You’re only human. There are times when you just want to explode. When that happens, you’re tempted to say the most hurting words ever. As a parent, you know very well that you can’t and shouldn’t do that at all.
Unfortunately, it’s hard to contain emotions especially when you’re really mad. As much as you want to stay cool, there are times when your kid can really just tick you off. No matter how much you love your kid, he or she is bound to piss you off.
Since you’re the grown up, you’re to stay calm and composed. Yelling and saying hurting words will just make it harder for you and for your kid.
According to themotherco.com:
Some children will give up if they’ve been yelled at too much. They learn to harden their heart to you because their trusted bond to their parent is broken. Once that happens the child will no longer try to please you. This is the child that will likely grow into a troubled teenager and possibly adult as well.

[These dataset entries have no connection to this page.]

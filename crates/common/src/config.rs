use serde::Deserialize;

fn default_empty_string() -> String {
    String::new()
}

// ---------------------------------------------------------------------------
// Analytics API
// ---------------------------------------------------------------------------

#[derive(Debug, Clone, Deserialize)]
pub struct AnalyticsConfig {
    #[serde(default = "default_api_port")]
    pub analytics_api_port: u16,

    pub database_url: String,

    /// Disables Diesel's prepared-statement cache on every pooled connection.
    /// Required when DATABASE_URL points at a transaction-mode pooler
    /// (PgBouncer et al.) that cannot track server-side prepared statements.
    #[serde(default)]
    pub db_disable_prepared_statements: bool,

    #[serde(default = "default_cors_origins")]
    pub cors_allowed_origins: String,

    #[serde(default = "default_export_directory")]
    pub export_directory: String,

    #[serde(default = "default_empty_string")]
    pub export_download_base_url: String,

    #[serde(default = "default_tracker_channel_capacity")]
    pub tracker_channel_capacity: usize,

    #[serde(default = "default_funnel_cache_ttl_secs")]
    pub funnel_cache_ttl_secs: u64,

    #[serde(default = "default_request_timeout_secs")]
    pub request_timeout_secs: u64,
}

fn default_api_port() -> u16 {
    8080
}

fn default_cors_origins() -> String {
    "*".to_string()
}

fn default_export_directory() -> String {
    "/tmp/exports".to_string()
}

fn default_tracker_channel_capacity() -> usize {
    4096
}

fn default_funnel_cache_ttl_secs() -> u64 {
    300
}

fn default_request_timeout_secs() -> u64 {
    30
}

impl AnalyticsConfig {
    pub fn from_env() -> anyhow::Result<Self> {
        dotenvy::dotenv().ok();
        Ok(envy::from_env::<Self>()?)
    }

    pub fn port(&self) -> u16 {
        self.analytics_api_port
    }
}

So avoid yelling at your kid. Instead, try these 10 go-to lines.
Here are the 10 go-to lines you can use when you’re really mad at your kid.

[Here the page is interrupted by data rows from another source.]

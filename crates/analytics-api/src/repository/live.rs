//! Live counters and realtime anomaly signals.

use chrono::{DateTime, Utc};
use diesel::prelude::*;
use diesel::sql_types::{BigInt, Integer, Timestamptz};

use funnelcast_common::db::{DbPool, run_with_statement_retry};
use funnelcast_common::error::AppError;
use funnelcast_common::tenant::TenantContext;

#[derive(Debug, QueryableByName)]
pub struct LiveBasicRow {
    #[diesel(sql_type = BigInt)]
    pub active_sessions: i64,
    #[diesel(sql_type = BigInt)]
    pub entries_last_hour: i64,
    #[diesel(sql_type = BigInt)]
    pub conversions_last_hour: i64,
}

/// Active sessions (activity in the last 30 minutes) and entry/conversion
/// counts over the trailing hour. `now` is passed in so deadlines and tests
/// control the clock.
pub fn live_basic(
    pool: &DbPool,
    ctx: TenantContext,
    funnel_id: i64,
    now: DateTime<Utc>,
) -> Result<LiveBasicRow, AppError> {
    let half_hour_ago = now - chrono::Duration::minutes(30);
    let hour_ago = now - chrono::Duration::hours(1);

    run_with_statement_retry(pool, |conn| {
        diesel::sql_query(
            "SELECT COUNT(*) FILTER (WHERE status = 'active' AND last_activity_at >= $4) AS active_sessions, \
                    COUNT(*) FILTER (WHERE entered_at >= $5) AS entries_last_hour, \
                    COUNT(*) FILTER (WHERE status = 'completed' AND completed_at >= $5) AS conversions_last_hour \
             FROM funnel_user_states \
             WHERE tenant_id = $1 AND workspace_id = $2 AND funnel_id = $3",
        )
        .bind::<BigInt, _>(ctx.tenant_id)
        .bind::<BigInt, _>(ctx.workspace_id)
        .bind::<BigInt, _>(funnel_id)
        .bind::<Timestamptz, _>(half_hour_ago)
        .bind::<Timestamptz, _>(hour_ago)
        .get_result(conn)
        .map_err(AppError::from)
    })
}

#[derive(Debug, QueryableByName)]
pub struct StepDistributionRow {
    #[diesel(sql_type = Integer)]
    pub step_order: i32,
    #[diesel(sql_type = BigInt)]
    pub users: i64,
}

/// Where currently-active users sit in the funnel.
pub fn active_step_distribution(
    pool: &DbPool,
    ctx: TenantContext,
    funnel_id: i64,
    now: DateTime<Utc>,
) -> Result<Vec<StepDistributionRow>, AppError> {
    let half_hour_ago = now - chrono::Duration::minutes(30);

    run_with_statement_retry(pool, |conn| {
        diesel::sql_query(
            "SELECT current_step_index AS step_order, COUNT(*) AS users \
             FROM funnel_user_states \
             WHERE tenant_id = $1 AND workspace_id = $2 AND funnel_id = $3 \
               AND status = 'active' AND last_activity_at >= $4 \
             GROUP BY 1 \
             ORDER BY 1",
        )
        .bind::<BigInt, _>(ctx.tenant_id)
        .bind::<BigInt, _>(ctx.workspace_id)
        .bind::<BigInt, _>(funnel_id)
        .bind::<Timestamptz, _>(half_hour_ago)
        .load(conn)
        .map_err(AppError::from)
    })
}

#[derive(Debug, QueryableByName)]
pub struct MinuteTrendRow {
    #[diesel(sql_type = Timestamptz)]
    pub bucket: DateTime<Utc>,
    #[diesel(sql_type = BigInt)]
    pub entries: i64,
    #[diesel(sql_type = BigInt)]
    pub conversions: i64,
}

/// Per-minute entries and conversions for the trailing 30 minutes,
/// zero-filled.
pub fn minute_trend(
    pool: &DbPool,
    ctx: TenantContext,
    funnel_id: i64,
    now: DateTime<Utc>,
) -> Result<Vec<MinuteTrendRow>, AppError> {
    let window_start = now - chrono::Duration::minutes(30);

    run_with_statement_retry(pool, |conn| {
        diesel::sql_query(
            "WITH buckets AS ( \
                 SELECT generate_series( \
                     date_trunc('minute', $4::timestamptz), \
                     date_trunc('minute', $5::timestamptz), \
                     interval '1 minute') AS bucket \
             ), \
             ent AS ( \
                 SELECT date_trunc('minute', entered_at) AS bucket, COUNT(*) AS n \
                 FROM funnel_user_states \
                 WHERE tenant_id = $1 AND workspace_id = $2 AND funnel_id = $3 AND entered_at >= $4 \
                 GROUP BY 1 \
             ), \
             conv AS ( \
                 SELECT date_trunc('minute', completed_at) AS bucket, COUNT(*) AS n \
                 FROM funnel_user_states \
                 WHERE tenant_id = $1 AND workspace_id = $2 AND funnel_id = $3 \
                   AND status = 'completed' AND completed_at >= $4 \
                 GROUP BY 1 \
             ) \
             SELECT b.bucket AS bucket, \
                    COALESCE(ent.n, 0) AS entries, \
                    COALESCE(conv.n, 0) AS conversions \
             FROM buckets b \
             LEFT JOIN ent ON ent.bucket = b.bucket \
             LEFT JOIN conv ON conv.bucket = b.bucket \
             ORDER BY b.bucket",
        )
        .bind::<BigInt, _>(ctx.tenant_id)
        .bind::<BigInt, _>(ctx.workspace_id)
        .bind::<BigInt, _>(funnel_id)
        .bind::<Timestamptz, _>(window_start)
        .bind::<Timestamptz, _>(now)
        .load(conn)
        .map_err(AppError::from)
    })
}

#[derive(Debug, QueryableByName)]
pub struct StuckStepRow {
    #[diesel(sql_type = Integer)]
    pub step_order: i32,
    #[diesel(sql_type = BigInt)]
    pub stuck_users: i64,
}

/// Active users idle for more than 10 minutes, grouped by step; only steps
/// with at least 5 stuck users are reported.
pub fn stuck_users_by_step(
    pool: &DbPool,
    ctx: TenantContext,
    funnel_id: i64,
    now: DateTime<Utc>,
) -> Result<Vec<StuckStepRow>, AppError> {
    let idle_cutoff = now - chrono::Duration::minutes(10);
    let horizon = now - chrono::Duration::hours(24);

    run_with_statement_retry(pool, |conn| {
        diesel::sql_query(
            "SELECT current_step_index AS step_order, COUNT(*) AS stuck_users \
             FROM funnel_user_states \
             WHERE tenant_id = $1 AND workspace_id = $2 AND funnel_id = $3 \
               AND status = 'active' \
               AND last_activity_at < $4 AND last_activity_at >= $5 \
             GROUP BY 1 \
             HAVING COUNT(*) >= 5 \
             ORDER BY stuck_users DESC",
        )
        .bind::<BigInt, _>(ctx.tenant_id)
        .bind::<BigInt, _>(ctx.workspace_id)
        .bind::<BigInt, _>(funnel_id)
        .bind::<Timestamptz, _>(idle_cutoff)
        .bind::<Timestamptz, _>(horizon)
        .load(conn)
        .map_err(AppError::from)
    })
}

10. “I’m in the yellow zone, and I feel myself heading into the red zone. I’m going to take a break now.”
9 “I love you, ____ (child’s name). And right now I’m feeling frustrated. I need you to understand that it’s not okay to ______(problem). Is there anything you need me to understand better?”
8. “My anger is getting too big right now,” or “My anger is too big to talk calmly about this right now.”

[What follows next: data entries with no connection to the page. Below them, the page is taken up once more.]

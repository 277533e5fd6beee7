use axum::{
    Extension, Json,
    extract::{Path, Query, State},
    response::IntoResponse,
};
use serde::Deserialize;

use funnelcast_common::error::AppError;
use funnelcast_common::ids::{IdKind, parse_id};
use funnelcast_common::tenant::TenantContext;

use crate::analytics::attribution::{AttributionModel, AttributionRequest, PositionWeights};
use crate::analytics::bottleneck::{BottleneckRequest, Sensitivity};
use crate::analytics::cohort::CohortRequest;
use crate::analytics::comparison::{AbTestConfig, ComparisonRequest};
use crate::analytics::conversion::ConversionRequest;
use crate::analytics::dropoff::DropoffRequest;
use crate::analytics::engine::RequestedRange;
use crate::analytics::path::PathRequest;
use crate::analytics::timing::TimingRequest;
use crate::orchestrator::AnalyticsRequest;
use crate::repository::{CohortPeriod, Granularity};
use crate::state::AppState;

// Query structs stay flat: axum's query deserializer handles plain typed
// fields, so every handler assembles its engine request explicitly.

fn default_granularity() -> Granularity {
    Granularity::Daily
}

// ── Conversion ──────────────────────────────────────────────────────

#[derive(Debug, Deserialize)]
pub struct ConversionQuery {
    pub start_date: String,
    pub end_date: String,
    #[serde(default)]
    pub include_segments: bool,
    #[serde(default)]
    pub include_time_series: bool,
    #[serde(default = "default_granularity")]
    pub granularity: Granularity,
    #[serde(default)]
    pub include_significance: bool,
    #[serde(default)]
    pub include_peer_comparison: bool,
}

pub async fn conversion(
    State(state): State<AppState>,
    Extension(ctx): Extension<TenantContext>,
    Path(funnel_id): Path<String>,
    Query(query): Query<ConversionQuery>,
) -> Result<impl IntoResponse, AppError> {
    let funnel_id = parse_id(IdKind::Funnel, &funnel_id)?;
    let request = AnalyticsRequest::Conversion {
        funnel_id,
        request: ConversionRequest {
            range: RequestedRange {
                start_date: query.start_date,
                end_date: query.end_date,
            },
            include_segments: query.include_segments,
            include_time_series: query.include_time_series,
            time_series_granularity: query.granularity,
            include_significance: query.include_significance,
            include_peer_comparison: query.include_peer_comparison,
        },
    };
    Ok(Json(state.orchestrator.dispatch(ctx, request).await?))
}

// ── Drop-off ────────────────────────────────────────────────────────

#[derive(Debug, Deserialize)]
pub struct DropoffQuery {
    pub start_date: String,
    pub end_date: String,
    #[serde(default)]
    pub include_exit_paths: bool,
    #[serde(default)]
    pub include_recommendations: bool,
}

pub async fn dropoff(
    State(state): State<AppState>,
    Extension(ctx): Extension<TenantContext>,
    Path(funnel_id): Path<String>,
    Query(query): Query<DropoffQuery>,
) -> Result<impl IntoResponse, AppError> {
    let funnel_id = parse_id(IdKind::Funnel, &funnel_id)?;
    let request = AnalyticsRequest::Dropoff {
        funnel_id,
        request: DropoffRequest {
            range: RequestedRange {
                start_date: query.start_date,
                end_date: query.end_date,
            },
            include_exit_paths: query.include_exit_paths,
            include_recommendations: query.include_recommendations,
        },
    };
    Ok(Json(state.orchestrator.dispatch(ctx, request).await?))
}

// ── Cohorts ─────────────────────────────────────────────────────────

#[derive(Debug, Deserialize)]
pub struct CohortQuery {
    pub start_date: String,
    pub end_date: String,
    #[serde(default = "default_period")]
    pub period: CohortPeriod,
    #[serde(default)]
    pub include_segments: bool,
    #[serde(default)]
    pub include_comparisons: bool,
}

fn default_period() -> CohortPeriod {
    CohortPeriod::Weekly
}

pub async fn cohorts(
    State(state): State<AppState>,
    Extension(ctx): Extension<TenantContext>,
    Path(funnel_id): Path<String>,
    Query(query): Query<CohortQuery>,
) -> Result<impl IntoResponse, AppError> {
    let funnel_id = parse_id(IdKind::Funnel, &funnel_id)?;
    let request = AnalyticsRequest::Cohorts {
        funnel_id,
        request: CohortRequest {
            range: RequestedRange {
                start_date: query.start_date,
                end_date: query.end_date,
            },
            period: query.period,
            include_segments: query.include_segments,
            include_comparisons: query.include_comparisons,
        },
    };
    Ok(Json(state.orchestrator.dispatch(ctx, request).await?))
}

// ── Timing ──────────────────────────────────────────────────────────

#[derive(Debug, Deserialize)]
pub struct TimingQuery {
    pub start_date: String,
    pub end_date: String,
    #[serde(default = "default_granularity")]
    pub granularity: Granularity,
}

pub async fn timing(
    State(state): State<AppState>,
    Extension(ctx): Extension<TenantContext>,
    Path(funnel_id): Path<String>,
    Query(query): Query<TimingQuery>,
) -> Result<impl IntoResponse, AppError> {
    let funnel_id = parse_id(IdKind::Funnel, &funnel_id)?;
    let request = AnalyticsRequest::Timing {
        funnel_id,
        request: TimingRequest {
            range: RequestedRange {
                start_date: query.start_date,
                end_date: query.end_date,
            },
            trend_granularity: query.granularity,
        },
    };
    Ok(Json(state.orchestrator.dispatch(ctx, request).await?))
}

// ── Bottlenecks ─────────────────────────────────────────────────────

#[derive(Debug, Deserialize)]
pub struct BottleneckQuery {
    #[serde(default = "default_window_hours")]
    pub time_window_hours: i64,
    #[serde(default = "default_comparison_days")]
    pub comparison_period_days: i64,
    #[serde(default = "default_sensitivity")]
    pub sensitivity: Sensitivity,
}

fn default_window_hours() -> i64 {
    24
}

fn default_comparison_days() -> i64 {
    7
}

fn default_sensitivity() -> Sensitivity {
    Sensitivity::Medium
}

pub async fn bottlenecks(
    State(state): State<AppState>,
    Extension(ctx): Extension<TenantContext>,
    Path(funnel_id): Path<String>,
    Query(query): Query<BottleneckQuery>,
) -> Result<impl IntoResponse, AppError> {
    let funnel_id = parse_id(IdKind::Funnel, &funnel_id)?;
    let request = AnalyticsRequest::Bottlenecks {
        funnel_id,
        request: BottleneckRequest {
            time_window_hours: query.time_window_hours,
            comparison_period_days: query.comparison_period_days,
            sensitivity: query.sensitivity,
        },
    };
    Ok(Json(state.orchestrator.dispatch(ctx, request).await?))
}

// ── Paths ───────────────────────────────────────────────────────────

#[derive(Debug, Deserialize)]
pub struct PathQuery {
    pub start_date: String,
    pub end_date: String,
    #[serde(default = "default_max_path_length")]
    pub max_path_length: usize,
    #[serde(default = "default_min_path_volume")]
    pub min_path_volume: usize,
}

fn default_max_path_length() -> usize {
    20
}

fn default_min_path_volume() -> usize {
    10
}

pub async fn paths(
    State(state): State<AppState>,
    Extension(ctx): Extension<TenantContext>,
    Path(funnel_id): Path<String>,
    Query(query): Query<PathQuery>,
) -> Result<impl IntoResponse, AppError> {
    let funnel_id = parse_id(IdKind::Funnel, &funnel_id)?;
    let request = AnalyticsRequest::Paths {
        funnel_id,
        request: PathRequest {
            range: RequestedRange {
                start_date: query.start_date,
                end_date: query.end_date,
            },
            max_path_length: query.max_path_length,
            min_path_volume: query.min_path_volume,
        },
    };
    Ok(Json(state.orchestrator.dispatch(ctx, request).await?))
}

// ── Attribution ─────────────────────────────────────────────────────

#[derive(Debug, Deserialize)]
pub struct AttributionQuery {
    pub start_date: String,
    pub end_date: String,
    #[serde(default)]
    pub model: Option<AttributionModel>,
    #[serde(default = "default_lookback_days")]
    pub lookback_days: i32,
    #[serde(default = "default_half_life_days")]
    pub half_life_days: f64,
    #[serde(default = "default_top_n")]
    pub top_n: usize,
}

fn default_lookback_days() -> i32 {
    90
}

fn default_half_life_days() -> f64 {
    7.0
}

fn default_top_n() -> usize {
    10
}

pub async fn attribution(
    State(state): State<AppState>,
    Extension(ctx): Extension<TenantContext>,
    Path(funnel_id): Path<String>,
    Query(query): Query<AttributionQuery>,
) -> Result<impl IntoResponse, AppError> {
    let funnel_id = parse_id(IdKind::Funnel, &funnel_id)?;

    let models = match query.model {
        Some(model) => vec![model],
        None => vec![
            AttributionModel::FirstTouch,
            AttributionModel::LastTouch,
            AttributionModel::Linear,
            AttributionModel::TimeDecay,
            AttributionModel::PositionBased,
        ],
    };

    let request = AnalyticsRequest::Attribution {
        funnel_id,
        request: AttributionRequest {
            range: RequestedRange {
                start_date: query.start_date,
                end_date: query.end_date,
            },
            models,
            lookback_days: query.lookback_days,
            half_life_days: query.half_life_days,
            position_weights: None::<PositionWeights>,
            custom_weights: None,
            top_n: query.top_n,
        },
    };
    Ok(Json(state.orchestrator.dispatch(ctx, request).await?))
}

// ── Live & user progression ─────────────────────────────────────────

pub async fn live(
    State(state): State<AppState>,
    Extension(ctx): Extension<TenantContext>,
    Path(funnel_id): Path<String>,
) -> Result<impl IntoResponse, AppError> {
    let funnel_id = parse_id(IdKind::Funnel, &funnel_id)?;
    let request = AnalyticsRequest::Live { funnel_id };
    Ok(Json(state.orchestrator.dispatch(ctx, request).await?))
}

pub async fn user_progression(
    State(state): State<AppState>,
    Extension(ctx): Extension<TenantContext>,
    Path((funnel_id, user_id)): Path<(String, String)>,
) -> Result<impl IntoResponse, AppError> {
    let funnel_id = parse_id(IdKind::Funnel, &funnel_id)?;
    let request = AnalyticsRequest::UserProgression { funnel_id, anonymous_id: user_id };
    Ok(Json(state.orchestrator.dispatch(ctx, request).await?))
}

// ── Comparison ──────────────────────────────────────────────────────

#[derive(Debug, Deserialize)]
pub struct CompareInput {
    pub funnel_ids: Vec<String>,
    pub start_date: String,
    pub end_date: String,
    #[serde(default)]
    pub baseline_funnel_id: Option<String>,
    #[serde(default)]
    pub ab_test_configuration: Option<AbTestConfig>,
}

pub async fn compare(
    State(state): State<AppState>,
    Extension(ctx): Extension<TenantContext>,
    Json(input): Json<CompareInput>,
) -> Result<impl IntoResponse, AppError> {
    let funnel_ids = input
        .funnel_ids
        .iter()
        .map(|id| parse_id(IdKind::Funnel, id))
        .collect::<Result<Vec<_>, _>>()?;

    if let Some(baseline) = &input.baseline_funnel_id {
        let baseline_id = parse_id(IdKind::Funnel, baseline)?;
        if !funnel_ids.contains(&baseline_id) {
            return Err(AppError::Validation(
                "baseline_funnel_id must be one of funnel_ids".to_string(),
            ));
        }
    }

    let request = AnalyticsRequest::Compare {
        funnel_ids,
        request: ComparisonRequest {
            range: RequestedRange {
                start_date: input.start_date,
                end_date: input.end_date,
            },
            baseline_funnel_id: input.baseline_funnel_id,
            ab_test_configuration: input.ab_test_configuration,
        },
    };
    Ok(Json(state.orchestrator.dispatch(ctx, request).await?))
}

7. “I’m feeling too upset to take care of this right now. I’m going to sit down with some tea and calm down. I’ll talk about it later when I’m feeling better.”
6. “Wow, my body feels really tight and tense right now. I am going to go take some deep breaths to calm myself down.”
5. “Remember, we’re on the same team. Let’s work together on this.”
4. “Let’s both count to ten and then hug. Once we settle down we can talk calmly about how we’re feeling.”
3. “I feel frustrated and impatient right now. Let’s sit together and take some deep breaths to calm down for a few minutes,” which will help diffuse the anger while normalizing the range of emotions that kids experience.
2. “I love you too much to argue/ fight with you about this. I’m going to take a little break until I can calm myself down and then we can talk about solutions whenever we both feel ready.”
1.“Is that ____ (puzzle, book, tower, banana feel) hard to do? Do you need 1) a break, 2) to try again, 3) or some help?”
No. 1 go-to phrase works wonderfully especially if your patience is just about to run out while you are tutoring your kid. Instead of getting mad because your kid just can’t seem to understand the lesson, try acknowledging the challenge. Then patiently offer some help. The no.1 go-to phrase gives you all the right words to say in the midst of your frustration.
These go-to lines were contributed and shared by parenting experts and authors like Amy McCready, author of The Me, Me, Me Epidemic, Sarah Chana Radcliffe, author of Raise Your Kids Without Raising Your Voice, and Katie Hurley, author of The Happy Kid Handbook: How To Raise Joyful Children in a Stressful World, to mention a few.
You will find more go-to lines on this article by Andrea Nair. She had actually listed down 15 go-to lines as shared by her colleagues.
The 15 go-to lines are very useful especially when you need to calm down. Remember, yelling at your kid will only make the situation a lot worse. You might as well just hold on to the 15 go-to lines.
Do you have a go-to lines you can share?